After returning to the hostel we spent an hour or two relaxing in their backyard hammocks, reading and chatting with passersby, when an Aussie told me I absolutely could not miss the night trip to Termas los Pozones. We decided a visit to the hot springs would be a nice way to cap off a busy day, so we hurriedly grabbed some dinner before the 8pm shuttle. The route to the springs was incredibly gorgeous, winding as it did above deep and verdant river valleys with vertiginous views of rugged mountains and volcanoes turned pink in the alpenglow. The sun was finally setting when we arrived at Los Pozones an hour later. The termas consist of six natural rock-lined pools of varying temperatures set alongside a rushing river. It was relaxing to lay back in the steaming waters, close my eyes, and listen to the babble of languages from the other bathers. As the sky darkened, a multitude of stars appeared over the remote valley, many of them unfamiliar. I spotted Orion far north of his usual hunting grounds, Venus in the west, and Jupiter nearly overhead. At midnight we finally left the pools, dried off, and headed up the hill to the waiting minivan for a sleepy ride home. We had another early bus, so it'd be a short night. We'd had a very nice taste of Pucón, though. I wouldn't have minded spending another few days, which seems to be a constant theme of our trips. There's always so much to see and do, and such limited time when you have a job back in the real world to hold down.

Six A.M. came quite early, and we were soon blearily trudging to the bus station with our heavy packs. I'd liked to have viewed the scenery on our drive to Puerto Varas, but instead slept through much of it. We arrived shortly after noon and found a picturesque small town on a crystalline lake reflecting two snowcapped volcanoes (the Fuji-like Volcán Orsono and the older, collapsed Volcán Calbuco). Despite the superficial resemblance to Pucón, Puerto Varas has a rather different vibe. It has a longer history, older buildings, a statelier pace, and seems to attract an older and more local crowd. Like much of Southern Chile and Northern Patagonia, Puerto Varas was settled in the mid-19th century by German immigrants. Their influence lingers on in the architecture, cuisine, excellent beers, and a fair number of blond-haired, blue-eyed locals speaking rapid Spanish.

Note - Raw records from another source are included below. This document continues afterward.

//! Error types for the hub and the asset book

use crate::assets::AssetKind;
use lens_core::{Address, Amount, ModuleError, ProfileId, PublicationId, TokenId, TransferError};
use thiserror::Error;

/// Result type alias for hub operations
pub type Result<T> = std::result::Result<T, HubError>;

/// Asset book failures
#[derive(Error, Debug, Clone, PartialEq, Eq)]
pub enum AssetError {
    #[error("Unknown asset: {0}")]
    UnknownAsset(Address),

    #[error("Asset {asset} is {found:?}, not {expected:?}")]
    KindMismatch {
        asset: Address,
        expected: AssetKind,
        found: AssetKind,
    },

    #[error("Insufficient balance: {available} available, {required} required")]
    InsufficientBalance { available: Amount, required: Amount },

    #[error("Insufficient allowance: {available} available, {required} required")]
    InsufficientAllowance { available: Amount, required: Amount },

    #[error("Token {token_id} of {asset} already minted")]
    TokenAlreadyMinted { asset: Address, token_id: TokenId },

    #[error("Token {token_id} of {asset} does not exist")]
    NonexistentToken { asset: Address, token_id: TokenId },

    #[error("{holder} does not own token {token_id} of {asset}")]
    NotTokenOwner {
        asset: Address,
        token_id: TokenId,
        holder: Address,
    },
}

impl AssetError {
    pub fn code(&self) -> u32 {
        match self {
            Self::UnknownAsset(_) => 4001,
            Self::KindMismatch { .. } => 4002,
            Self::InsufficientBalance { .. } => 4003,
            Self::InsufficientAllowance { .. } => 4004,
            Self::TokenAlreadyMinted { .. } => 4005,
            Self::NonexistentToken { .. } => 4006,
            Self::NotTokenOwner { .. } => 4007,
        }
    }
}

impl From<AssetError> for TransferError {
    fn from(err: AssetError) -> Self {
        match err {
            AssetError::InsufficientAllowance {
                available,
                required,
            } => Self::InsufficientAllowance {
                available,
                required,
            },
            AssetError::InsufficientBalance {
                available,
                required,
            } => Self::InsufficientBalance {
                available,
                required,
            },
            AssetError::UnknownAsset(asset) => Self::UnknownAsset(asset),
            other => Self::Rejected(other.to_string()),
        }
    }
}

/// Hub errors
#[derive(Error, Debug, Clone, PartialEq, Eq)]
pub enum HubError {
    #[error("Module rejected the call: {0}")]
    Module(#[from] ModuleError),

    #[error("Asset error: {0}")]
    Asset(#[from] AssetError),

    #[error("Profile not found: {0}")]
    UnknownProfile(ProfileId),

    #[error("Publication not found: {0}")]
    UnknownPublication(PublicationId),

    #[error("Module {0} is not registered with this hub")]
    UnknownModule(Address),

    #[error("Module {0} is not whitelisted")]
    ModuleNotWhitelisted(Address),

    #[error("Module {module} is bound to hub {bound}, not this hub")]
    ForeignModule { module: Address, bound: Address },

    #[error("{caller} does not own profile {profile}")]
    NotProfileOwner { caller: Address, profile: ProfileId },

    #[error("{0} is not the governance account")]
    NotGovernance(Address),

    #[error("Follow NFT {follow_nft_id} of profile {profile} does not exist")]
    UnknownFollowNft { profile: ProfileId, follow_nft_id: u64 },

    #[error("{caller} does not own follow NFT {follow_nft_id} of profile {profile}")]
    NotFollowNftOwner {
        caller: Address,
        profile: ProfileId,
        follow_nft_id: u64,
    },

    #[error("Handle already taken: {0}")]
    HandleTaken(String),

    #[error("Configuration error: {0}")]
    Config(String),
}

impl HubError {
    /// Error code for events and CLI output
    pub fn code(&self) -> u32 {
        match self {
            Self::Module(e) => e.code(),
            Self::Asset(e) => e.code(),
            Self::UnknownProfile(_) => 3001,
            Self::UnknownPublication(_) => 3002,
            Self::UnknownModule(_) => 3003,
            Self::ModuleNotWhitelisted(_) => 3004,
            Self::ForeignModule { .. } => 3005,
            Self::NotProfileOwner { .. } => 3006,
            Self::NotGovernance(_) => 3007,
            Self::UnknownFollowNft { .. } => 3008,
            Self::NotFollowNftOwner { .. } => 3009,
            Self::HandleTaken(_) => 3010,
            Self::Config(_) => 3011,
        }
    }

    pub fn is_retryable(&self) -> bool {
        match self {
            Self::Module(e) => e.is_retryable(),
            Self::Asset(AssetError::InsufficientBalance { .. })
            | Self::Asset(AssetError::InsufficientAllowance { .. }) => true,
            _ => false,
        }
    }
}
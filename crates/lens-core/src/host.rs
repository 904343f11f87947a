//! Collaborator interfaces consumed by the modules
//!
//! The hub owns profiles and follow NFTs, asset contracts own balances. A
//! module only ever sees them through these traits, so a module can be driven
//! by the in-memory hub, by a test double, or by an on-chain adapter.

use crate::types::{Address, Amount, ProfileId, TokenId};
use thiserror::Error;

/// Failure of a read-only asset query
#[derive(Error, Debug, Clone, PartialEq, Eq)]
pub enum QueryError {
    #[error("Unknown asset: {0}")]
    UnknownAsset(Address),

    #[error("Token {token_id} does not exist in asset {asset}")]
    NonexistentToken { asset: Address, token_id: TokenId },

    #[error("Asset ledger unavailable: {0}")]
    Unavailable(String),
}

/// Failure of a fungible transfer directive
#[derive(Error, Debug, Clone, PartialEq, Eq)]
pub enum TransferError {
    #[error("Insufficient allowance: {available} available, {required} required")]
    InsufficientAllowance { available: Amount, required: Amount },

    #[error("Insufficient balance: {available} available, {required} required")]
    InsufficientBalance { available: Amount, required: Amount },

    #[error("Unknown asset: {0}")]
    UnknownAsset(Address),

    #[error("Transfer rejected: {0}")]
    Rejected(String),
}

/// Read-only ownership queries against asset contracts
pub trait AssetRegistry: Send + Sync {
    /// Number of units of `asset` held by `holder` (fungible or non-fungible)
    fn balance_of(&self, asset: &Address, holder: &Address) -> Result<Amount, QueryError>;

    /// Current owner of a single non-fungible token
    fn owner_of(&self, asset: &Address, token_id: TokenId) -> Result<Address, QueryError>;

    /// Balance of one id inside a multi-token asset
    fn multi_token_balance_of(
        &self,
        asset: &Address,
        token_id: TokenId,
        holder: &Address,
    ) -> Result<Amount, QueryError>;
}

/// Fungible asset ledger with delegated spending
pub trait FungibleLedger: Send + Sync {
    /// Amount `spender` may still move out of `owner`'s balance
    fn allowance(
        &self,
        asset: &Address,
        owner: &Address,
        spender: &Address,
    ) -> Result<Amount, QueryError>;

    /// Move `amount` from `from` to `to` on behalf of `spender`, consuming allowance.
    /// Either fully applies or has no effect.
    fn transfer_from(
        &self,
        asset: &Address,
        spender: &Address,
        from: &Address,
        to: &Address,
        amount: Amount,
    ) -> Result<(), TransferError>;
}

/// Read-only view of the hub's profile and follow bookkeeping
pub trait ProfileRegistry: Send + Sync {
    /// Account owning the profile, `None` when the profile does not exist
    fn profile_owner(&self, profile: ProfileId) -> Option<Address>;

    /// Number of follow NFTs of `profile` currently held by `holder`.
    /// Zero when the profile has no follow NFT collection yet.
    fn follow_nft_balance(&self, profile: ProfileId, holder: &Address) -> Amount;
}

/// Governance-maintained list of currencies usable by modules
pub trait CurrencyWhitelist: Send + Sync {
    fn is_currency_whitelisted(&self, currency: &Address) -> bool;
}
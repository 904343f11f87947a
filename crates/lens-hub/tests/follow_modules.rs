//! Integration tests for the follow modules, driven through the hub

mod common;

use common::{addr, World};
use lens_core::abi::{self, AbiValue};
use lens_core::{Address, ModuleError, ProfileRegistry};
use lens_follow::{Condition, PasscodeFollowModule};
use lens_hub::config::ModuleAddresses;
use lens_hub::{HubError, HubEvent};

fn ineligible(result: lens_hub::Result<u64>) -> bool {
    matches!(result, Err(HubError::Module(ModuleError::IneligibleFollower { .. })))
}

fn addresses(assets: &[Address]) -> Vec<u8> {
    abi::encode(&[AbiValue::AddressArray(assets.to_vec())])
}

mod erc721_tests {
    use super::*;

    #[test]
    fn test_follow_requires_nft() {
        let world = World::new();
        let module = world.deployment.config.modules.erc721_follow;
        let data = abi::encode(&[AbiValue::Address(addr("nft"))]);
        let profile = world
            .deployment
            .hub
            .create_profile(&addr("publisher"), "publisher", Some(module), &data)
            .unwrap();
        world.deployment.assets.mint_nft(addr("nft"), addr("someone"), 1).unwrap();

        assert!(ineligible(world.follow("user", profile)));

        world.deployment.assets.mint_nft(addr("nft"), addr("user"), 2).unwrap();
        assert!(world.follow("user", profile).is_ok());
        assert_eq!(world.deployment.hub.follow_nft_balance(profile, &addr("user")), 1);

        // The bound condition is exposed, the ack is empty
        assert_eq!(
            world.deployment.erc721_follow.condition(profile),
            Some(Condition::SingleAsset { asset: addr("nft") })
        );
        let acks: Vec<Vec<u8>> = world
            .deployment
            .hub
            .events()
            .into_iter()
            .filter_map(|record| match record.event {
                HubEvent::FollowModuleSet { ack, .. } => Some(ack),
                _ => None,
            })
            .collect();
        assert_eq!(acks, vec![Vec::<u8>::new()]);
    }

    #[test]
    fn test_follow_specific_token() {
        let world = World::new();
        let module = world.deployment.config.modules.erc721_token_follow;
        let data = abi::encode(&[AbiValue::Address(addr("nft")), AbiValue::Uint(7)]);
        let profile = world
            .deployment
            .hub
            .create_profile(&addr("publisher"), "publisher", Some(module), &data)
            .unwrap();

        world.deployment.assets.mint_nft(addr("nft"), addr("user"), 6).unwrap();
        assert!(ineligible(world.follow("user", profile)));

        world.deployment.assets.mint_nft(addr("nft"), addr("user"), 7).unwrap();
        assert!(world.follow("user", profile).is_ok());
    }

    #[test]
    fn test_invalid_configuration_leaves_no_profile() {
        let world = World::new();
        let module = world.deployment.config.modules.erc721_follow;
        let result = world
            .deployment
            .hub
            .create_profile(&addr("publisher"), "publisher", Some(module), &[]);
        assert!(matches!(
            result,
            Err(HubError::Module(ModuleError::InvalidConfiguration(_)))
        ));
        assert_eq!(world.deployment.hub.registry().profile_count(), 0);
    }
}

mod multiple_erc721_tests {
    use super::*;

    fn setup(module: Address, assets: &[Address]) -> (World, lens_core::ProfileId) {
        let world = World::new();
        let profile = world
            .deployment
            .hub
            .create_profile(&addr("publisher"), "publisher", Some(module), &addresses(assets))
            .unwrap();
        (world, profile)
    }

    #[test]
    fn test_and_requires_every_nft() {
        let module = ModuleAddresses::default().multiple_and_follow;
        let (world, profile) = setup(module, &[addr("a"), addr("b"), addr("c")]);

        world.deployment.assets.mint_nft(addr("a"), addr("user"), 1).unwrap();
        world.deployment.assets.mint_nft(addr("b"), addr("user"), 1).unwrap();
        world.deployment.assets.mint_nft(addr("c"), addr("someone"), 1).unwrap();
        assert!(ineligible(world.follow("user", profile)));

        world.deployment.assets.mint_nft(addr("c"), addr("user"), 2).unwrap();
        assert!(world.follow("user", profile).is_ok());
    }

    #[test]
    fn test_and_sentinel_slots_are_ignored() {
        let module = ModuleAddresses::default().multiple_and_follow;
        let (world, profile) = setup(module, &[addr("a"), Address::ZERO, Address::ZERO]);

        world.deployment.assets.mint_nft(addr("a"), addr("user"), 1).unwrap();
        assert!(world.follow("user", profile).is_ok());

        let (world, profile) = setup(module, &[Address::ZERO]);
        assert!(world.follow("anyone", profile).is_ok());
    }

    #[test]
    fn test_or_requires_any_nft() {
        let module = ModuleAddresses::default().multiple_or_follow;
        let (world, profile) = setup(module, &[addr("a"), addr("b")]);
        world.deployment.assets.mint_nft(addr("a"), addr("someone"), 1).unwrap();
        world.deployment.assets.mint_nft(addr("b"), addr("someone"), 1).unwrap();

        assert!(ineligible(world.follow("user", profile)));

        world.deployment.assets.mint_nft(addr("b"), addr("user"), 2).unwrap();
        assert!(world.follow("user", profile).is_ok());
    }

    #[test]
    fn test_empty_list_rejected() {
        let module = ModuleAddresses::default().multiple_or_follow;
        let world = World::new();
        let result = world
            .deployment
            .hub
            .create_profile(&addr("publisher"), "publisher", Some(module), &addresses(&[]));
        assert!(result.is_err());
    }
}

mod erc1155_tests {
    use super::*;

    fn config(min_balance: u128, transferable: bool) -> Vec<u8> {
        abi::encode(&[
            AbiValue::Address(addr("multi")),
            AbiValue::Uint(1),
            AbiValue::Uint(min_balance),
            AbiValue::Bool(transferable),
        ])
    }

    fn setup(min_balance: u128, transferable: bool) -> (World, lens_core::ProfileId) {
        let world = World::new();
        let module = world.deployment.config.modules.erc1155_follow;
        let profile = world
            .deployment
            .hub
            .create_profile(
                &addr("publisher"),
                "publisher",
                Some(module),
                &config(min_balance, transferable),
            )
            .unwrap();
        (world, profile)
    }

    #[test]
    fn test_balance_threshold() {
        let (world, profile) = setup(2, true);
        world.deployment.assets.mint_multi(addr("multi"), 1, addr("user"), 1).unwrap();
        assert!(ineligible(world.follow("user", profile)));

        world.deployment.assets.mint_multi(addr("multi"), 1, addr("user"), 1).unwrap();
        assert!(world.follow("user", profile).is_ok());
    }

    #[test]
    fn test_non_transferable_follow_nft() {
        let (world, profile) = setup(1, false);
        world.deployment.assets.mint_multi(addr("multi"), 1, addr("two"), 1).unwrap();
        world.deployment.assets.mint_multi(addr("multi"), 1, addr("three"), 1).unwrap();
        let nft = world.follow("two", profile).unwrap();

        let result = world
            .deployment
            .hub
            .transfer_follow_nft(&addr("two"), profile, nft, &addr("three"));
        assert_eq!(
            result,
            Err(HubError::Module(ModuleError::FollowNftNotTransferable { profile }))
        );
        assert_eq!(world.deployment.hub.follow_nft_owner(profile, nft), Some(addr("two")));
    }

    #[test]
    fn test_transferable_follow_nft() {
        let (world, profile) = setup(1, true);
        world.deployment.assets.mint_multi(addr("multi"), 1, addr("two"), 1).unwrap();
        let nft = world.follow("two", profile).unwrap();

        let hub = &world.deployment.hub;
        assert!(hub
            .transfer_follow_nft(&addr("two"), profile, nft, &addr("three"))
            .is_err());

        world.deployment.assets.mint_multi(addr("multi"), 1, addr("three"), 1).unwrap();
        hub.transfer_follow_nft(&addr("two"), profile, nft, &addr("three"))
            .unwrap();
        assert_eq!(hub.follow_nft_owner(profile, nft), Some(addr("three")));
    }
}

mod passcode_tests {
    use super::*;

    #[test]
    fn test_passcode_follow() {
        let world = World::new();
        let module = world.deployment.config.modules.passcode_follow;
        let hub = &world.deployment.hub;
        let profile = hub
            .create_profile(
                &addr("publisher"),
                "publisher",
                Some(module),
                &PasscodeFollowModule::follow_data(42069),
            )
            .unwrap();

        let wrong = hub.follow(&addr("user"), profile, &PasscodeFollowModule::follow_data(41968));
        assert!(ineligible(wrong));

        assert!(hub
            .follow(&addr("user"), profile, &PasscodeFollowModule::follow_data(42069))
            .is_ok());
    }
}

mod governance_tests {
    use super::*;

    #[test]
    fn test_unwhitelisted_module_cannot_be_selected_but_keeps_working() {
        let world = World::new();
        let hub = &world.deployment.hub;
        let module = world.deployment.config.modules.passcode_follow;
        let profile = hub
            .create_profile(
                &addr("publisher"),
                "publisher",
                Some(module),
                &PasscodeFollowModule::follow_data(1),
            )
            .unwrap();

        hub.whitelist_follow_module(&world.deployment.governance(), module, false)
            .unwrap();
        let result = hub.create_profile(
            &addr("other"),
            "other",
            Some(module),
            &PasscodeFollowModule::follow_data(1),
        );
        assert_eq!(result, Err(HubError::ModuleNotWhitelisted(module)));

        assert!(hub
            .follow(&addr("user"), profile, &PasscodeFollowModule::follow_data(1))
            .is_ok());
    }

    #[test]
    fn test_switching_follow_module() {
        let world = World::new();
        let hub = &world.deployment.hub;
        let profile = world.create_profile("publisher");
        assert!(world.follow("user", profile).is_ok());

        let module = world.deployment.config.modules.passcode_follow;
        assert!(matches!(
            hub.set_follow_module(&addr("user"), profile, Some(module), &PasscodeFollowModule::follow_data(5)),
            Err(HubError::NotProfileOwner { .. })
        ));
        hub.set_follow_module(
            &addr("publisher"),
            profile,
            Some(module),
            &PasscodeFollowModule::follow_data(5),
        )
        .unwrap();
        assert!(ineligible(world.follow("user", profile)));

        hub.set_follow_module(&addr("publisher"), profile, None, &[])
            .unwrap();
        assert!(world.follow("user", profile).is_ok());
    }
}
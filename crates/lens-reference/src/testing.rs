//! In-memory hub and token ledger double for unit tests

use lens_core::prelude::*;
use lens_core::{QueryError, TransferError};
use parking_lot::RwLock;
use std::collections::{HashMap, HashSet};

#[derive(Default)]
pub struct MockHub {
    owners: RwLock<HashMap<ProfileId, Address>>,
    follow_nfts: RwLock<HashMap<(ProfileId, Address), Amount>>,
    currencies: RwLock<HashSet<Address>>,
    balances: RwLock<HashMap<(Address, Address), Amount>>,
    allowances: RwLock<HashMap<(Address, Address, Address), Amount>>,
}

impl MockHub {
    pub fn create_profile(&self, profile: ProfileId, owner: Address) {
        self.owners.write().insert(profile, owner);
    }

    pub fn set_follow_nfts(&self, profile: ProfileId, holder: Address, amount: Amount) {
        self.follow_nfts.write().insert((profile, holder), amount);
    }

    pub fn whitelist(&self, currency: Address) {
        self.currencies.write().insert(currency);
    }

    pub fn mint(&self, asset: Address, holder: Address, amount: Amount) {
        *self.balances.write().entry((asset, holder)).or_insert(0) += amount;
    }

    pub fn approve(&self, asset: Address, owner: Address, spender: Address, amount: Amount) {
        self.allowances.write().insert((asset, owner, spender), amount);
    }

    pub fn balance(&self, asset: Address, holder: Address) -> Amount {
        self.balances
            .read()
            .get(&(asset, holder))
            .copied()
            .unwrap_or(0)
    }
}

impl ProfileRegistry for MockHub {
    fn profile_owner(&self, profile: ProfileId) -> Option<Address> {
        self.owners.read().get(&profile).copied()
    }

    fn follow_nft_balance(&self, profile: ProfileId, holder: &Address) -> Amount {
        self.follow_nfts
            .read()
            .get(&(profile, *holder))
            .copied()
            .unwrap_or(0)
    }
}

impl CurrencyWhitelist for MockHub {
    fn is_currency_whitelisted(&self, currency: &Address) -> bool {
        self.currencies.read().contains(currency)
    }
}

impl FungibleLedger for MockHub {
    fn allowance(
        &self,
        asset: &Address,
        owner: &Address,
        spender: &Address,
    ) -> std::result::Result<Amount, QueryError> {
        Ok(self
            .allowances
            .read()
            .get(&(*asset, *owner, *spender))
            .copied()
            .unwrap_or(0))
    }

    fn transfer_from(
        &self,
        asset: &Address,
        spender: &Address,
        from: &Address,
        to: &Address,
        amount: Amount,
    ) -> std::result::Result<(), TransferError> {
        let mut allowances = self.allowances.write();
        let mut balances = self.balances.write();

        let available = allowances
            .get(&(*asset, *from, *spender))
            .copied()
            .unwrap_or(0);
        if available < amount {
            return Err(TransferError::InsufficientAllowance {
                available,
                required: amount,
            });
        }
        let held = balances.get(&(*asset, *from)).copied().unwrap_or(0);
        if held < amount {
            return Err(TransferError::InsufficientBalance {
                available: held,
                required: amount,
            });
        }

        allowances.insert((*asset, *from, *spender), available - amount);
        balances.insert((*asset, *from), held - amount);
        *balances.entry((*asset, *to)).or_insert(0) += amount;
        Ok(())
    }
}
//! # Lens Hub
//!
//! In-memory host for the follow and reference modules: the hub that owns
//! profiles, follow NFTs and publications, and the asset book that owns
//! balances, allowances and NFT ownership.
//!
//! ```text
//!   Hub ──initialize / process──► modules
//!    │                              │
//!    │ owns                         ├── profile_owner, follow_nft_balance ──► HubRegistry
//!    ▼                              └── balance_of, transfer_from ──────────► AssetBook
//!   HubRegistry
//! ```

pub mod assets;
pub mod config;
pub mod deploy;
pub mod error;
pub mod events;
pub mod hub;
pub mod registry;

pub use assets::{AssetBook, AssetKind};
pub use config::HubConfig;
pub use deploy::Deployment;
pub use error::{AssetError, HubError, Result};
pub use events::{EventRecord, HubEvent, ModuleFamily};
pub use hub::{CommentData, Hub, MirrorData, PostData, Publication, PublicationKind};
pub use registry::{HubRegistry, Profile};
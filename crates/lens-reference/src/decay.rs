//! # Decay Schedule
//!
//! Maps a mirror slot index to the reward paid for it. Earlier mirrors earn
//! more than later ones.
//!
//! ## Exponential decay
//!
//! ```text
//! reward(0) = ⌊total / limit⌋
//! reward(k) = max(⌊reward(k-1) · ρ⌋, 1)  ρ = retention_bps / 10_000
//!
//! total = 10_000, limit = 100, ρ = 0.95:
//!   slot:    0    1    2    3    4   ...  44  45  ...  99
//!   reward: 100   95   90   85   80  ...   1   1  ...   1
//! ```
//!
//! Every slot pays at least one unit and at most the per-slot average, so the
//! whole schedule sums to at most `total`. The sequence is strictly decreasing
//! until it reaches the one-unit floor. Pools smaller than `limit` cannot fund
//! every slot and pay nothing.

use lens_core::prelude::*;
use lens_core::BPS_DENOMINATOR;
use serde::{Deserialize, Serialize};
use std::fmt;

/// Default retention ratio: each slot keeps 95% of the previous reward
pub const DEFAULT_RETENTION_BPS: u32 = 9_500;

/// Strategy computing per-slot rewards
pub trait DecaySchedule: Send + Sync + fmt::Debug {
    /// Reward owed for 0-indexed `slot` of a pool of `total` split over `limit` mirrors.
    /// Zero for slots at or past `limit`, and when `total < limit`.
    fn reward_for_slot(&self, total: Amount, limit: u64, slot: u64) -> Amount;

    /// Full per-slot table
    fn preview(&self, total: Amount, limit: u64) -> Vec<Amount> {
        (0..limit)
            .map(|slot| self.reward_for_slot(total, limit, slot))
            .collect()
    }
}

/// Geometric decay with a fixed retention ratio per slot
#[derive(Clone, Copy, Debug, PartialEq, Eq, Serialize, Deserialize)]
pub struct ExponentialDecay {
    retention_bps: u32,
}

impl Default for ExponentialDecay {
    fn default() -> Self {
        Self {
            retention_bps: DEFAULT_RETENTION_BPS,
        }
    }
}

impl ExponentialDecay {
    /// `retention_bps` must lie strictly between 0 and 10_000
    pub fn new(retention_bps: u32) -> Result<Self> {
        if retention_bps == 0 || retention_bps >= BPS_DENOMINATOR {
            return Err(ModuleError::InvalidConfiguration(format!(
                "retention must be between 1 and {} bps, got {}",
                BPS_DENOMINATOR - 1,
                retention_bps
            )));
        }
        Ok(Self { retention_bps })
    }

    pub fn retention_bps(&self) -> u32 {
        self.retention_bps
    }

    /// ⌊amount · retention_bps / 10_000⌋ without intermediate overflow
    fn retain(&self, amount: Amount) -> Amount {
        let denom = BPS_DENOMINATOR as u128;
        let bps = self.retention_bps as u128;
        (amount / denom) * bps + (amount % denom) * bps / denom
    }

    /// Reward of the slot after one paying `reward`, floored at one unit
    fn next(&self, reward: Amount) -> Amount {
        if reward == 0 {
            return 0;
        }
        self.retain(reward).max(1)
    }
}

impl DecaySchedule for ExponentialDecay {
    fn reward_for_slot(&self, total: Amount, limit: u64, slot: u64) -> Amount {
        if limit == 0 || slot >= limit {
            return 0;
        }

        let mut reward = total / limit as u128;
        for _ in 0..slot {
            if reward <= 1 {
                break;
            }
            reward = self.next(reward);
        }
        reward
    }

    fn preview(&self, total: Amount, limit: u64) -> Vec<Amount> {
        let mut table = Vec::with_capacity(limit.min(1 << 16) as usize);
        if limit == 0 {
            return table;
        }
        let mut reward = total / limit as u128;
        for _ in 0..limit {
            table.push(reward);
            reward = self.next(reward);
        }
        table
    }
}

We stayed at Casa Margouya, a unique Chilean-French guesthouse near the lakefront. Here, as in many places throughout this trip, the inadequacy of my high-school Spanish frustrated me. It had been fine in Spain last year, but in retrospect that's probably because most Spaniards usually switched to English before my Spanish got embarrassingly bad. We've traveled to Europe so much the last few years that I've become rather used to everyone knowing English, and rather complacent in my pre-trip language studies. I heard very little English in South America except on the Navimag ferry. Few locals speak more than a few words of it, even in the tourist hotspots. Here's the thing: there's little reason for them to learn it. A large portion of the tourism is by affluent urban Chileans and other South Americans. There are surprisingly few estadounidense around, considering South America is virtually in our backyard. All the foreign backpackers doing the six-month tour of the continent speak Spanish fluently by the time they get down to Chile. Even most of the Dutchmen, Germans and Swiss just popping over for a few weeks seem to speak better Spanish than I do.

Now mind you, the language barrier didn't cause any real practical problems. We were always able to find our way around and ask questions and make purchases and do activities using a combination of my broken Spanish and the locals' limited English and the usual international words and pantomimes and notepad doodles. I think we would've been fine even if I spoke no Spanish at all. I just felt bad being that guy, the typical monoglot American butchering the locals' language and then woefully resorting to "Lo siento, solamente hablo un poco espanol...y lo hablo terrible! ¿Habla usted algún inglés?" The staff at Casa Margouya were really nice and helpful and spoke a decent bit of English and did their best to not look baffled at my Spanish, but I was intensely conscious of the fact that all the other guests, foreigners included, were speaking to them in reasonably good Spanish. It was much the same elsewhere throughout Chile and Argentina. This didn't ruin the trip for me; to the contrary, I loved South America and want to go back and explore much more of the continent. It did, however, convince me that I need to get serious about relearning Spanish - to get at least to the point of competency I was at in college, and preferably to fluency.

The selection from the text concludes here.